__What you should do__:
Reprint every line of the data, keeping each character intact.
(Entries supplied Opens)
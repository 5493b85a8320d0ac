use lock_transitive::prelude::*;
use std::path::{Path, PathBuf};
use std::sync::{Arc, Mutex};

/// Mock DependencyInstaller recording the projects it installed
#[derive(Default, Clone)]
pub struct MockDependencyInstaller {
    pub installed: Arc<Mutex<Vec<PathBuf>>>,
    pub should_fail: bool,
}

impl MockDependencyInstaller {
    pub fn new() -> Self {
        Self::default()
    }

    pub fn with_failure() -> Self {
        Self {
            should_fail: true,
            ..Self::default()
        }
    }

    pub fn install_count(&self) -> usize {
        self.installed.lock().unwrap().len()
    }
}

impl DependencyInstaller for MockDependencyInstaller {
    fn install(&self, project_path: &Path) -> Result<()> {
        self.installed
            .lock()
            .unwrap()
            .push(project_path.to_path_buf());
        if self.should_fail {
            anyhow::bail!("Mock install failure");
        }
        Ok(())
    }
}
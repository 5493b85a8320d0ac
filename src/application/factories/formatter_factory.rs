use crate::adapters::outbound::formatters::{JsonFormatter, YamlFormatter};
use crate::application::dto::OutputFormat;
use crate::ports::outbound::LockfileFormatter;

/// Factory for creating lock file formatters
pub struct FormatterFactory;

impl FormatterFactory {
    /// Creates a formatter instance for the specified output format
    ///
    /// # Examples
    /// ```
    /// use lock_transitive::application::dto::OutputFormat;
    /// use lock_transitive::application::factories::FormatterFactory;
    ///
    /// let formatter = FormatterFactory::create(OutputFormat::Yaml);
    /// ```
    pub fn create(format: OutputFormat) -> Box<dyn LockfileFormatter> {
        match format {
            OutputFormat::Yaml => Box::new(YamlFormatter::new()),
            OutputFormat::Json => Box::new(JsonFormatter::new()),
        }
    }
}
(Entries supplied Closes)
__Result of this exercise__:
repository 5493b85a8320d0ac
use lock_transitive::prelude::*;
use std::path::{Path, PathBuf};
use std::sync::{Arc, Mutex};

/// Mock DependencyInstaller recording the projects it installed
#[derive(Default, Clone)]
pub struct MockDependencyInstaller {
    pub installed: Arc<Mutex<Vec<PathBuf>>>,
    pub should_fail: bool,
}

impl MockDependencyInstaller {
    pub fn new() -> Self {
        Self::default()
    }

    pub fn with_failure() -> Self {
        Self {
            should_fail: true,
            ..Self::default()
        }
    }

    pub fn install_count(&self) -> usize {
        self.installed.lock().unwrap().len()
    }
}

impl DependencyInstaller for MockDependencyInstaller {
    fn install(&self, project_path: &Path) -> Result<()> {
        self.installed
            .lock()
            .unwrap()
            .push(project_path.to_path_buf());
        if self.should_fail {
            anyhow::bail!("Mock install failure");
        }
        Ok(())
    }
}
repository 5493b85a8320d0ac
filename src/application/factories/formatter_factory.rs
use crate::adapters::outbound::formatters::{JsonFormatter, YamlFormatter};
use crate::application::dto::OutputFormat;
use crate::ports::outbound::LockfileFormatter;

/// Factory for creating lock file formatters
pub struct FormatterFactory;

impl FormatterFactory {
    /// Creates a formatter instance for the specified output format
    ///
    /// # Examples
    /// ```
    /// use lock_transitive::application::dto::OutputFormat;
    /// use lock_transitive::application::factories::FormatterFactory;
    ///
    /// let formatter = FormatterFactory::create(OutputFormat::Yaml);
    /// ```
    pub fn create(format: OutputFormat) -> Box<dyn LockfileFormatter> {
        match format {
            OutputFormat::Yaml => Box::new(YamlFormatter::new()),
            OutputFormat::Json => Box::new(JsonFormatter::new()),
        }
    }
}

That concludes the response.